Microstructural and photoconversion efficiency enhancement of compact films of lead-free perovskite derivative Rb3Sb2I9†
Abstract
While lead-based perovskites have held center stage in photovoltaic and optoelectronic research over the past decade, their toxicity has raised significant concerns, spurring the search for lead-free alternatives with similar potential. While a number of lead-free antimony-/bismuth-based compounds have been proposed, they have typically exhibited limited charge extraction efficiency, which has prompted the widespread adoption of a mesoporous device architecture. With a focus on compact films of Rb3Sb2I9—an emerging lead-free two-dimensional perovskite derivative—this study presents two strategies to enhance their microstructure: one relying on the reduction of the supersaturation level during the annealing step, and the other involving high-temperature annealing in an SbI3 atmosphere. Both strategies lead to a considerable improvement in film morphology and microstructure, with a twofold increase in apparent grain size.
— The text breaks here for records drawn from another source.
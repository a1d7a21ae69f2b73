//! POSIX shell-style word splitting for argument strings

use crate::mcp::error::ShellSplitError;

/// Split `input` into words the way `sh` would, without expansion.
///
/// Single quotes are literal. Inside double quotes a backslash only escapes
/// `$`, `` ` ``, `"`, `\` and newline. Outside quotes a backslash escapes the
/// next character and a backslash-newline pair is removed.
pub fn split_args(input: &str) -> Result<Vec<String>, ShellSplitError> {
    let mut words = Vec::new();
    let mut current = String::new();
    let mut in_word = false;
    let mut chars = input.chars();

    while let Some(c) = chars.next() {
        match c {
            c if c.is_whitespace() => {
                if in_word {
                    words.push(std::mem::take(&mut current));
                    in_word = false;
                }
            }
            '\'' => {
                in_word = true;
                loop {
                    match chars.next() {
                        Some('\'') => break,
                        Some(c) => current.push(c),
                        None => return Err(ShellSplitError::UnterminatedQuote('\'')),
                    }
                }
            }
            '"' => {
                in_word = true;
                loop {
                    match chars.next() {
                        Some('"') => break,
                        Some('\\') => match chars.next() {
                            Some('\n') => {}
                            Some(c @ ('$' | '`' | '"' | '\\')) => current.push(c),
                            Some(c) => {
                                current.push('\\');
                                current.push(c);
                            }
                            None => return Err(ShellSplitError::UnterminatedQuote('"')),
                        },
                        Some(c) => current.push(c),
                        None => return Err(ShellSplitError::UnterminatedQuote('"')),
                    }
                }
            }
            '\\' => match chars.next() {
                Some('\n') => {}
                Some(c) => {
                    in_word = true;
                    current.push(c);
                }
                None => return Err(ShellSplitError::TrailingBackslash),
            },
            c => {
                in_word = true;
                current.push(c);
            }
        }
    }

    if in_word {
        words.push(current);
    }
    Ok(words)
}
Such high-quality compact films deliver a pronounced rise in external quantum efficiency, as well as in short-circuit photocurrent under solar illumination—all this without the aid of a mesoporous architecture for charge extraction. Hall effect and photocurrent-power characterization show that this performance improvement results from an increase in charge carrier mobility and a reduction in the number of recombination centers. The microstructural improvement, photoconversion efficiency boost, and mechanistic insight provide valuable indications on the status and prospects of Rb3Sb2I9 and related derivatives—as relevant to the future exploration of these compounds for lead-free top-cells in tandem photovoltaics, indoor photovoltaics, and other optoelectronic application domains.